Researchers have found that some people suffer from lung damage more than three months after being infected with COVID-19.
Unconventional scans were done on 10 participants at Oxford University. Xenon, a gas usually used in MRI scans, was used to detect lung damage and project images of the damage. Participants inhaled the gas during the scan to get accurate depictions of the state of their lungs by highlighting where air was not flowing with ease into their bloodstreams.
The participants were between the ages of 19 and 69. Professor Fergus Gleeson led the study.
The findings showed that eight of the participants showed chronic shortness of breath after they were infected. None of the participants had been admitted to intensive care; neither were they placed on ventilators. Reports also say that other, more conventional scans did not pick up issues with their lungs.
After these findings, Gleeson intends to extend the study to 100 participants to verify the conclusions are valid for a larger group. Lung experts have also said the ability to detect long-term damage to a patient's lungs would make a significant difference to those patients who have had COVID-19.

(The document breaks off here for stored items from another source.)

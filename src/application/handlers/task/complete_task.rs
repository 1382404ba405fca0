//! CompleteTaskHandler - atomic completion toggle.
//!
//! This tool is a toggle, not a set: repeated calls flip the state back and
//! forth. Two consecutive successful calls restore the original value.

use std::sync::Arc;

use serde::Serialize;

use crate::domain::foundation::{TaskId, ToolError, UserId};
use crate::ports::TaskRepository;

/// Command to toggle a task's completion flag.
#[derive(Debug, Clone)]
pub struct CompleteTaskCommand {
    pub user_id: UserId,
    pub task_id: TaskId,
}

/// Result of a successful toggle.
#[derive(Debug, Clone, Serialize)]
pub struct CompleteTaskResult {
    pub task_id: TaskId,
    pub status: &'static str,
    pub title: String,
    pub message: String,
}

/// Handler for `complete_task`.
pub struct CompleteTaskHandler {
    repository: Arc<dyn TaskRepository>,
}

impl CompleteTaskHandler {
    pub fn new(repository: Arc<dyn TaskRepository>) -> Self {
        Self { repository }
    }

    pub async fn handle(&self, cmd: CompleteTaskCommand) -> Result<CompleteTaskResult, ToolError> {
        let outcome = self
            .repository
            .toggle_completed(&cmd.user_id, cmd.task_id)
            .await?
            .ok_or_else(|| ToolError::not_found("Task not found"))?;

        let status = if outcome.completed { "completed" } else { "uncompleted" };

        Ok(CompleteTaskResult {
            task_id: outcome.task_id,
            status,
            title: outcome.title.clone(),
            message: format!("Task marked as {}", status),
        })
    }
}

Professor Gleeson told the BBC, "I was expecting some form of lung damage, but not to the degree that we have seen."
Dr Shelly Hayles, an Oxford GP, assisted in setting up the study. She says long-term damage and prolonged symptoms could occur in up to 10% of people who have had COVID-19.

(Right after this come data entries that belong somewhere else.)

//! JWT adapter for bearer credential verification.
//!
//! Implements the `TokenVerifier` port with `jsonwebtoken`. Two key sources
//! are supported:
//!
//! 1. A static RSA public key in PEM form, loaded once at startup
//! 2. A JWKS URL, fetched with reqwest and cached with a fixed TTL
//!
//! Verification checks the signature, the issuer claim, the optional
//! audience claim, and expiry/not-before with a 60-second skew tolerance.
//! The subject is taken from the standard `sub` claim; no other claim
//! influences authorization.

use std::sync::Arc;
use std::time::{Duration, Instant};

use async_trait::async_trait;
use jsonwebtoken::{
    decode, decode_header, jwk::JwkSet, Algorithm, DecodingKey, TokenData, Validation,
};
use serde::Deserialize;
use tokio::sync::RwLock;

use crate::domain::foundation::{AuthError, Subject};
use crate::ports::TokenVerifier;

/// Skew tolerance applied to `exp` and `nbf` checks.
const CLOCK_SKEW_LEEWAY_SECS: u64 = 60;

/// Where the verification key material comes from.
#[derive(Debug, Clone)]
pub enum KeySource {
    /// RSA public key in PEM form, loaded once at startup.
    RsaPem(String),
    /// JWKS endpoint of the identity provider.
    JwksUrl(String),
}

/// Configuration for the JWT verifier.
#[derive(Debug, Clone)]
pub struct JwtVerifierConfig {
    /// Expected `iss` claim.
    pub issuer: String,

    /// Expected `aud` claim; audience checking is skipped when absent.
    pub audience: Option<String>,

    /// Verification key material.
    pub key_source: KeySource,

    /// How long to cache a fetched JWKS before refetching. Defaults to
    /// 1 hour. Irrelevant for the PEM source.
    pub jwks_cache_ttl: Option<Duration>,
}

/// Claims this service reads from a token.
#[derive(Debug, Deserialize)]
struct Claims {
    sub: String,
    iss: String,
    #[allow(dead_code)]
    exp: i64,
}

/// Cached JWKS with expiry tracking.
struct JwksCache {
    jwks: JwkSet,
    fetched_at: Instant,
    cache_ttl: Duration,
}

impl JwksCache {
    fn new(jwks: JwkSet, cache_ttl: Duration) -> Self {
        Self {
            jwks,
            fetched_at: Instant::now(),
            cache_ttl,
        }
    }

    fn is_expired(&self) -> bool {
        self.fetched_at.elapsed() > self.cache_ttl
    }
}

/// Production implementation of `TokenVerifier`.
pub struct JwtVerifier {
    config: JwtVerifierConfig,
    http_client: reqwest::Client,
    static_key: Option<DecodingKey>,
    jwks_cache: Arc<RwLock<Option<JwksCache>>>,
}

impl JwtVerifier {
    /// Creates a verifier, building the static key eagerly when configured
    /// with a PEM source.
    ///
    /// # Errors
    ///
    /// `ServiceUnavailable` when the configured PEM key cannot be parsed.
    pub fn new(config: JwtVerifierConfig) -> Result<Self, AuthError> {
        let static_key = match &config.key_source {
            KeySource::RsaPem(pem) => Some(DecodingKey::from_rsa_pem(pem.as_bytes()).map_err(
                |e| {
                    tracing::error!("Failed to parse verification key: {}", e);
                    AuthError::service_unavailable("Invalid verification key")
                },
            )?),
            KeySource::JwksUrl(_) => None,
        };

        let http_client = reqwest::Client::builder()
            .timeout(Duration::from_secs(10))
            .build()
            .map_err(|e| AuthError::service_unavailable(format!("HTTP client: {}", e)))?;

        Ok(Self {
            config,
            http_client,
            static_key,
            jwks_cache: Arc::new(RwLock::new(None)),
        })
    }

    /// Fetch JWKS from the identity provider.
    async fn fetch_jwks(&self, url: &str) -> Result<JwkSet, AuthError> {
        tracing::debug!("Fetching JWKS from {}", url);

        let response = self.http_client.get(url).send().await.map_err(|e| {
            tracing::error!("Failed to fetch JWKS: {}", e);
            AuthError::service_unavailable("Failed to fetch JWKS")
        })?;

        if !response.status().is_success() {
            let status = response.status();
            tracing::error!("JWKS endpoint returned {}", status);
            return Err(AuthError::service_unavailable(format!(
                "JWKS endpoint returned {}",
                status
            )));
        }

        let jwks: JwkSet = response.json().await.map_err(|e| {
            tracing::error!("Failed to parse JWKS: {}", e);
            AuthError::service_unavailable("Failed to parse JWKS")
        })?;

        Ok(jwks)
    }

    /// Get JWKS, using cache if available and not expired.
    async fn get_jwks(&self, url: &str) -> Result<JwkSet, AuthError> {
        {
            let cache = self.jwks_cache.read().await;
            if let Some(ref cached) = *cache {
                if !cached.is_expired() {
                    return Ok(cached.jwks.clone());
                }
            }
        }

        let jwks = self.fetch_jwks(url).await?;

        {
            let mut cache = self.jwks_cache.write().await;
            let ttl = self
                .config
                .jwks_cache_ttl
                .unwrap_or(Duration::from_secs(3600));
            *cache = Some(JwksCache::new(jwks.clone(), ttl));
        }

        Ok(jwks)
    }

    /// Find the decoding key matching the token's `kid` header.
    fn find_jwks_key(
        &self,
        header: &jsonwebtoken::Header,
        jwks: &JwkSet,
    ) -> Result<(DecodingKey, Algorithm), AuthError> {
        let kid = header.kid.as_ref().ok_or_else(|| {
            tracing::warn!("JWT missing 'kid' header");
            AuthError::InvalidToken
        })?;

        let jwk = jwks.find(kid).ok_or_else(|| {
            tracing::warn!("No matching key found for kid: {}", kid);
            AuthError::InvalidToken
        })?;

        let algorithm = match jwk.common.key_algorithm {
            Some(jsonwebtoken::jwk::KeyAlgorithm::RS256) => Algorithm::RS256,
            Some(jsonwebtoken::jwk::KeyAlgorithm::RS384) => Algorithm::RS384,
            Some(jsonwebtoken::jwk::KeyAlgorithm::RS512) => Algorithm::RS512,
            Some(jsonwebtoken::jwk::KeyAlgorithm::ES256) => Algorithm::ES256,
            Some(jsonwebtoken::jwk::KeyAlgorithm::ES384) => Algorithm::ES384,
            Some(other) => {
                tracing::warn!("Unsupported algorithm: {:?}", other);
                return Err(AuthError::InvalidToken);
            }
            None => Algorithm::RS256,
        };

        let decoding_key = DecodingKey::from_jwk(jwk).map_err(|e| {
            tracing::warn!("Failed to create decoding key: {}", e);
            AuthError::InvalidToken
        })?;

        Ok((decoding_key, algorithm))
    }

    /// Algorithm for the static PEM path; RSA family only.
    fn static_algorithm(header: &jsonwebtoken::Header) -> Result<Algorithm, AuthError> {
        match header.alg {
            Algorithm::RS256 | Algorithm::RS384 | Algorithm::RS512 => Ok(header.alg),
            other => {
                tracing::warn!("Unsupported algorithm for static key: {:?}", other);
                Err(AuthError::InvalidToken)
            }
        }
    }

    /// Validate signature and registered claims.
    fn validate_token(
        &self,
        token: &str,
        decoding_key: &DecodingKey,
        algorithm: Algorithm,
    ) -> Result<TokenData<Claims>, AuthError> {
        let mut validation = Validation::new(algorithm);
        validation.leeway = CLOCK_SKEW_LEEWAY_SECS;
        validation.set_issuer(&[&self.config.issuer]);
        validation.validate_exp = true;
        validation.validate_nbf = true;
        match &self.config.audience {
            Some(audience) => validation.set_audience(&[audience]),
            None => validation.validate_aud = false,
        }
        validation.set_required_spec_claims(&["exp", "iss", "sub"]);

        decode::<Claims>(token, decoding_key, &validation).map_err(|e| {
            use jsonwebtoken::errors::ErrorKind;
            match e.kind() {
                ErrorKind::ExpiredSignature => {
                    tracing::debug!("Token expired");
                    AuthError::TokenExpired
                }
                ErrorKind::InvalidIssuer => {
                    tracing::warn!("Invalid issuer in token");
                    AuthError::InvalidToken
                }
                ErrorKind::InvalidAudience => {
                    tracing::warn!("Invalid audience in token");
                    AuthError::InvalidToken
                }
                _ => {
                    tracing::warn!("Token validation failed: {}", e);
                    AuthError::InvalidToken
                }
            }
        })
    }
}

#[async_trait]
impl TokenVerifier for JwtVerifier {
    async fn verify(&self, token: &str) -> Result<Subject, AuthError> {
        let header = decode_header(token).map_err(|e| {
            tracing::debug!("Failed to decode JWT header: {}", e);
            AuthError::InvalidToken
        })?;

        let (decoding_key, algorithm) = match (&self.static_key, &self.config.key_source) {
            (Some(key), _) => (key.clone(), Self::static_algorithm(&header)?),
            (None, KeySource::JwksUrl(url)) => {
                let jwks = self.get_jwks(url).await?;
                self.find_jwks_key(&header, &jwks)?
            }
            (None, KeySource::RsaPem(_)) => {
                // Construction guarantees a static key for the PEM source.
                return Err(AuthError::service_unavailable("Verifier misconfigured"));
            }
        };

        let token_data = self.validate_token(token, &decoding_key, algorithm)?;
        let claims = token_data.claims;

        // Defense in depth: re-check issuer after library validation.
        if claims.iss != self.config.issuer {
            tracing::warn!(
                "Issuer mismatch after validation: expected '{}', got '{}'",
                self.config.issuer,
                claims.iss
            );
            return Err(AuthError::InvalidToken);
        }

        Subject::new(claims.sub).map_err(|_| {
            tracing::warn!("Token carries an empty subject claim");
            AuthError::InvalidToken
        })
    }
}

impl std::fmt::Debug for JwtVerifier {
    fn fmt(&self, f: &mut std::fmt::Formatter<'_>) -> std::fmt::Result {
        f.debug_struct("JwtVerifier")
            .field("issuer", &self.config.issuer)
            .field("audience", &self.config.audience)
            .finish_non_exhaustive()
    }
}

She told the BBC, "We're now at more than one and a quarter million who have been infected - and 10% of that is a lot of people.
"When medical staff tell patients that they don't know what's wrong with them and they don't know how to sort the symptoms out, it's very stressful.
"With most patients, even if the news isn't great, they want the diagnosis."
There is a significant risk of severe illness and death for those over the age of 60. If the study finds lung damage appears even in younger age groups and those getting the virus but not necessarily needing hospital admission, "it would move the goalposts," according to Professor Gleeson.
Professor James Wild led the research group who developed this scanning technique at the University of Sheffield. He said, "In other fibrotic lung diseases we have shown the methods to be very sensitive to this impairment and we hope the work can help understand Covid-19 lung disease."
Many people have reported feeling unwell even after they have been cleared of the virus. It is Gleeson’s view that the study suggests long term lung damage may be the primary reason behind this.